[Saved data entries]
╔══

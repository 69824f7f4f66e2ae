//! Derived-state calculators
//!
//! Pure functions from player state (or pieces of it) to the values the
//! engine and the presentation layer both need: level lookup, multipliers,
//! upgrade eligibility and cooldown countdowns.

use serde::{Deserialize, Serialize};

use crate::core::error::{GameError, Result};
use crate::core::types::{Millis, Topic};
use crate::data::{CareerLadder, CareerLevel, Upgrade};
use crate::progression::state::PlayerState;

// ============================================================================
// Career levels
// ============================================================================

/// Level containing `followers` (first level if none match)
pub fn current_level(ladder: &CareerLadder, followers: u64) -> &CareerLevel {
    ladder
        .get(ladder.index_for(followers))
        .unwrap_or_else(|| ladder.first())
}

/// Level after the current one, or the current one at the top of the ladder
pub fn next_level(ladder: &CareerLadder, followers: u64) -> &CareerLevel {
    let index = ladder.index_for(followers);
    ladder
        .get(index + 1)
        .unwrap_or_else(|| current_level(ladder, followers))
}

/// Percent progress toward the next level (100 at the top level)
pub fn level_progress(ladder: &CareerLadder, followers: u64) -> f64 {
    let current = current_level(ladder, followers);
    let next = next_level(ladder, followers);
    if current == next || next.min <= current.min {
        return 100.0;
    }
    let span = (next.min - current.min) as f64;
    (followers.saturating_sub(current.min) as f64 / span * 100.0).clamp(0.0, 100.0)
}

// ============================================================================
// Multipliers
// ============================================================================

/// Follower-gain multiplier from reach and momentum
///
/// +0.5x per full 1000 followers, times a combo factor of +0.2x per combo
/// step capped at 3x.
pub fn speed_multiplier(followers: u64, combo: u32) -> f64 {
    let level_part = (followers / 1_000) as f64 * 0.5 + 1.0;
    let combo_part = (combo as f64 * 0.2 + 1.0).min(3.0);
    level_part * combo_part
}

/// How a post's topic lines up with what is trending
#[derive(Debug, Clone, Copy, PartialEq, Eq, Serialize, Deserialize)]
pub enum TrendFit {
    Trending,
    OffTrend,
    NoTopic,
}

impl TrendFit {
    pub fn multiplier(&self) -> f64 {
        match self {
            TrendFit::Trending => 2.0,
            TrendFit::OffTrend => 0.6,
            TrendFit::NoTopic => 0.5,
        }
    }

    /// Suffix used in follower-gain source labels
    pub fn annotation(&self) -> &'static str {
        match self {
            TrendFit::Trending => " (Trending!)",
            TrendFit::OffTrend | TrendFit::NoTopic => " (Off-trend)",
        }
    }
}

pub fn trend_fit(topic: Option<&Topic>, trending: &[Topic]) -> TrendFit {
    match topic {
        None => TrendFit::NoTopic,
        Some(topic) if trending.iter().any(|t| t.name == topic.name) => TrendFit::Trending,
        Some(_) => TrendFit::OffTrend,
    }
}

/// 2.0 when trending, 0.6 when off-trend, 0.5 without a topic
pub fn trend_multiplier(topic: Option<&Topic>, trending: &[Topic]) -> f64 {
    trend_fit(topic, trending).multiplier()
}

// ============================================================================
// Upgrades
// ============================================================================

/// Why an upgrade cannot be bought right now, if anything
pub fn purchase_check(ladder: &CareerLadder, upgrade: &Upgrade, state: &PlayerState) -> Result<()> {
    let level_index = ladder.index_for(state.followers);
    let required_index = ladder
        .index_of_title(&upgrade.unlock_level)
        .ok_or_else(|| GameError::UnknownUpgrade(upgrade.id.clone()))?;

    if level_index < required_index {
        return Err(GameError::UpgradeLocked {
            id: upgrade.id.clone(),
            required: upgrade.unlock_level.clone(),
        });
    }
    if state.energy < upgrade.cost {
        return Err(GameError::InsufficientEnergy {
            needed: upgrade.cost,
            available: state.energy,
        });
    }
    if !upgrade.repeatable && state.upgrades.owns(&upgrade.id) {
        return Err(GameError::UpgradeOwned(upgrade.id.clone()));
    }
    Ok(())
}

pub fn can_purchase(ladder: &CareerLadder, upgrade: &Upgrade, state: &PlayerState) -> bool {
    purchase_check(ladder, upgrade, state).is_ok()
}

// ============================================================================
// Cooldowns
// ============================================================================

/// Milliseconds until the next post is allowed (0 when never posted)
pub fn cooldown_remaining(last_post: Option<Millis>, cooldown: Millis, now: Millis) -> Millis {
    match last_post {
        Some(last) => cooldown.saturating_sub(now.saturating_sub(last)),
        None => 0,
    }
}

pub fn can_create_post(last_post: Option<Millis>, cooldown: Millis, now: Millis) -> bool {
    match last_post {
        Some(last) => now.saturating_sub(last) >= cooldown,
        None => true,
    }
}

/// Countdown text: tenths below one second ("0.5s"), whole seconds otherwise
///
/// Both round up, so any positive remainder never shows as "0s".
pub fn format_cooldown(last_post: Option<Millis>, cooldown: Millis, now: Millis) -> String {
    format_remaining(cooldown_remaining(last_post, cooldown, now))
}

pub fn format_remaining(remaining_ms: Millis) -> String {
    if remaining_ms < 1_000 {
        let tenths = remaining_ms.div_ceil(100);
        match tenths {
            0 => "0s".to_string(),
            10 => "1s".to_string(),
            t => format!("0.{}s", t),
        }
    } else {
        format!("{}s", remaining_ms.div_ceil(1_000))
    }
}

/// Playthrough duration for the victory summary
pub fn format_completion_time(start: Millis, end: Option<Millis>) -> String {
    let Some(end) = end else {
        return "Unknown".to_string();
    };

    let seconds = end.saturating_sub(start) / 1_000;
    let minutes = seconds / 60;
    let hours = minutes / 60;
    let days = hours / 24;

    if days > 0 {
        format!("{}d {}h {}m", days, hours % 24, minutes % 60)
    } else if hours > 0 {
        format!("{}h {}m {}s", hours, minutes % 60, seconds % 60)
    } else if minutes > 0 {
        format!("{}m {}s", minutes, seconds % 60)
    } else {
        format!("{}s", seconds)
    }
}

╚══

> PROBLEM DESCRIPTION: Would you please copy all lines in the data that contain the word "start"?

> SOLUTION TO THE PROBLEM:
pub fn format_completion_time(start: Millis, end: Option<Millis>) -> String {
    let seconds = end.saturating_sub(start) / 1_000;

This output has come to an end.